Para prevenir la rancidez, que es la oxidación de sus grasas, es fundamental comprar tahína y aceite de sésamo en cantidades pequeñas que puedas consumir en un plazo de tiempo reducido. Una vez abiertos, guárdalos en un lugar fresco y oscuro, preferiblemente en el refrigerador (especialmente la tahína) y asegúrate de que los envases estén siempre bien cerrados para limitar la exposición al aire. Utiliza siempre utensilios limpios para servirte.
¿Se puede consumir sésamo durante el embarazo?

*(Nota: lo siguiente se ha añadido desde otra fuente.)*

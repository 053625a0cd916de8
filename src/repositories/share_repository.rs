use crate::error::{AppError, Result};
use crate::models::ExpenseShare;
use anyhow::anyhow;
use std::collections::HashMap;
use std::sync::RwLock;
use uuid::Uuid;

/// Storage contract for pairwise expense shares.
#[cfg_attr(test, mockall::automock)]
pub trait ExpenseShareRepository: Send + Sync {
    /// Inserts or replaces a batch of shares.
    fn save_all(&self, shares: &[ExpenseShare]) -> Result<()>;

    /// Finds a share by its id.
    fn find_by_id(&self, id: Uuid) -> Result<Option<ExpenseShare>>;

    /// Lists every share belonging to a group.
    fn find_by_group_id(&self, group_id: Uuid) -> Result<Vec<ExpenseShare>>;

    /// Lists the shares split from one expense.
    fn find_by_expense_id(&self, expense_id: Uuid) -> Result<Vec<ExpenseShare>>;

    /// Removes the given shares. Unknown ids are ignored.
    fn delete_all(&self, ids: &[Uuid]) -> Result<()>;
}

/// Share repository backed by an in-process map.
#[derive(Debug, Default)]
pub struct InMemoryExpenseShareRepository {
    shares: RwLock<HashMap<Uuid, ExpenseShare>>,
}

impl InMemoryExpenseShareRepository {
    pub fn new() -> Self {
        Self::default()
    }

    fn select<F>(&self, predicate: F) -> Result<Vec<ExpenseShare>>
    where
        F: Fn(&ExpenseShare) -> bool,
    {
        let shares = self
            .shares
            .read()
            .map_err(|_| AppError::Internal(anyhow!("share store lock poisoned")))?;

        let mut found: Vec<ExpenseShare> =
            shares.values().filter(|s| predicate(s)).cloned().collect();
        found.sort_by_key(|s| (s.expense_id, s.debtor_id, s.id));

        Ok(found)
    }
}

impl ExpenseShareRepository for InMemoryExpenseShareRepository {
    fn save_all(&self, shares: &[ExpenseShare]) -> Result<()> {
        let mut stored = self
            .shares
            .write()
            .map_err(|_| AppError::Internal(anyhow!("share store lock poisoned")))?;
        for share in shares {
            stored.insert(share.id, share.clone());
        }
        Ok(())
    }

    fn find_by_id(&self, id: Uuid) -> Result<Option<ExpenseShare>> {
        let shares = self
            .shares
            .read()
            .map_err(|_| AppError::Internal(anyhow!("share store lock poisoned")))?;
        Ok(shares.get(&id).cloned())
    }

    fn find_by_group_id(&self, group_id: Uuid) -> Result<Vec<ExpenseShare>> {
        self.select(|s| s.group_id == group_id)
    }

    fn find_by_expense_id(&self, expense_id: Uuid) -> Result<Vec<ExpenseShare>> {
        self.select(|s| s.expense_id == expense_id)
    }

    fn delete_all(&self, ids: &[Uuid]) -> Result<()> {
        let mut stored = self
            .shares
            .write()
            .map_err(|_| AppError::Internal(anyhow!("share store lock poisoned")))?;
        for id in ids {
            stored.remove(id);
        }
        Ok(())
    }
}
use serde::Deserialize;

#[derive(Debug, Clone, Deserialize)]
pub struct Settings {
    pub application: ApplicationSettings,
    pub ledger: LedgerSettings,
}

#[derive(Debug, Clone, Deserialize)]
pub struct ApplicationSettings {
    pub log_level: String,
    #[serde(default = "default_log_format")]
    pub log_format: String,
}

#[derive(Debug, Clone, Deserialize)]
pub struct LedgerSettings {
    /// Currency code assigned to groups created without one.
    pub default_currency: String,
    /// Whether new groups list debts as a netted settlement plan.
    #[serde(default)]
    pub debt_simplification_default: bool,
}

fn default_log_format() -> String {
    "pretty".to_string()
}

impl Default for Settings {
    fn default() -> Self {
        Self {
            application: ApplicationSettings {
                log_level: "info".to_string(),
                log_format: default_log_format(),
            },
            ledger: LedgerSettings {
                default_currency: "USD".to_string(),
                debt_simplification_default: false,
            },
        }
    }
}

impl Settings {
    pub fn new() -> Result<Self, config::ConfigError> {
        dotenvy::dotenv().ok();

        let builder = config::Config::builder()
            .set_default("application.log_level", "info")?
            .set_default("application.log_format", "pretty")?
            .set_default("ledger.default_currency", "USD")?
            .set_default("ledger.debt_simplification_default", false)?
            .add_source(config::File::with_name("config/default").required(false))
            .add_source(config::File::with_name("config/local").required(false))
            .add_source(config::Environment::with_prefix("APP").separator("__"));

        builder.build()?.try_deserialize()
    }
}
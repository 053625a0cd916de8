use tracing_subscriber::{
    fmt::{self, format::FmtSpan},
    layer::SubscriberExt,
    util::SubscriberInitExt,
    EnvFilter,
};

use crate::error::{AppError, Result};

/// Configuration for logging.
#[derive(Debug, Clone)]
pub struct LogConfig {
    pub level: String,
    pub format: LogFormat,
    pub include_target: bool,
    pub include_file: bool,
    pub include_line: bool,
}

impl Default for LogConfig {
    fn default() -> Self {
        Self {
            level: "info".to_string(),
            format: LogFormat::Pretty,
            include_target: true,
            include_file: false,
            include_line: false,
        }
    }
}

impl LogConfig {
    pub fn from_settings(settings: &crate::config::ApplicationSettings) -> Self {
        Self {
            level: settings.log_level.clone(),
            format: LogFormat::from(settings.log_format.as_str()),
            ..Self::default()
        }
    }
}

/// Log output format.
#[derive(Debug, Clone, Copy, PartialEq, Eq)]
pub enum LogFormat {
    Pretty,
    Json,
    Compact,
}

impl From<&str> for LogFormat {
    fn from(s: &str) -> Self {
        match s.to_lowercase().as_str() {
            "json" => LogFormat::Json,
            "compact" => LogFormat::Compact,
            _ => LogFormat::Pretty,
        }
    }
}

/// Initializes the global subscriber. Fails if one is already installed.
pub fn init_logging(config: &LogConfig) -> Result<()> {
    let env_filter =
        EnvFilter::try_from_default_env().unwrap_or_else(|_| EnvFilter::new(&config.level));

    let result = match config.format {
        LogFormat::Json => {
            let fmt_layer = fmt::layer()
                .json()
                .with_target(config.include_target)
                .with_file(config.include_file)
                .with_line_number(config.include_line)
                .with_span_events(FmtSpan::CLOSE);

            tracing_subscriber::registry()
                .with(env_filter)
                .with(fmt_layer)
                .try_init()
        }
        LogFormat::Compact => {
            let fmt_layer = fmt::layer()
                .compact()
                .with_target(config.include_target)
                .with_file(config.include_file)
                .with_line_number(config.include_line);

            tracing_subscriber::registry()
                .with(env_filter)
                .with(fmt_layer)
                .try_init()
        }
        LogFormat::Pretty => {
            let fmt_layer = fmt::layer()
                .pretty()
                .with_target(config.include_target)
                .with_file(config.include_file)
                .with_line_number(config.include_line);

            tracing_subscriber::registry()
                .with(env_filter)
                .with(fmt_layer)
                .try_init()
        }
    };
    result.map_err(|e| AppError::Internal(anyhow::anyhow!("Failed to initialize logging: {}", e)))?;

    tracing::info!("Logging initialized with level: {}", config.level);
    Ok(())
}

/// Masks sensitive data in strings, keeping `visible_chars` at each end.
pub fn mask_sensitive(value: &str, visible_chars: usize) -> String {
    let chars: Vec<char> = value.chars().collect();
    if chars.len() <= visible_chars * 2 {
        return "*".repeat(chars.len());
    }

    let prefix: String = chars[..visible_chars].iter().collect();
    let suffix: String = chars[chars.len() - visible_chars..].iter().collect();
    let masked_len = chars.len() - (visible_chars * 2);

    format!("{}{}{}", prefix, "*".repeat(masked_len), suffix)
}

/// Masks a UUID, showing only first and last 4 characters.
pub fn mask_uuid(uuid: &uuid::Uuid) -> String {
    let s = uuid.to_string();
    mask_sensitive(&s, 4)
}

/// Masks an email address, keeping the first character and the domain.
pub fn mask_email(email: &str) -> String {
    match email.split_once('@') {
        Some((local, domain)) => match local.chars().next() {
            Some(first) => format!(
                "{}{}@{}",
                first,
                "*".repeat(local.chars().count() - 1),
                domain
            ),
            None => format!("@{}", domain),
        },
        None => "*".repeat(email.chars().count()),
    }
}

/// Masks currency amounts for logging (shows magnitude only).
pub fn mask_amount(amount: &rust_decimal::Decimal) -> String {
    let abs = amount.abs();
    if abs >= rust_decimal::Decimal::from(1_000_000) {
        "***M+".to_string()
    } else if abs >= rust_decimal::Decimal::from(1_000) {
        "***K+".to_string()
    } else {
        "***".to_string()
    }
}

Sí, el sésamo es un alimento muy beneficioso durante el embarazo debido a su alto contenido de folatos, que son esenciales para el crecimiento normal de los tejidos maternos y para prevenir malformaciones fetales. Además, aporta calcio, hierro y proteínas, nutrientes cruciales en esta etapa. Como con cualquier alimento, se recomienda un consumo moderado y dentro de una dieta equilibrada.
En conclusión, el sésamo es una semilla extraordinariamente versátil y nutritiva que ofrece un abanico de posibilidades para enriquecer nuestra dieta y deleitar nuestro paladar. Ya sea en su forma cruda para preservar al máximo sus propiedades, o tostada para realzar su sabor y textura, incorporar el sésamo en tu alimentación es una decisión inteligente que aportará un sinfín de beneficios a tu salud. Anímate a experimentar con esta joya culinaria y descubre cómo puede transformar tus platos, añadiendo un toque especial de sabor, textura y nutrición.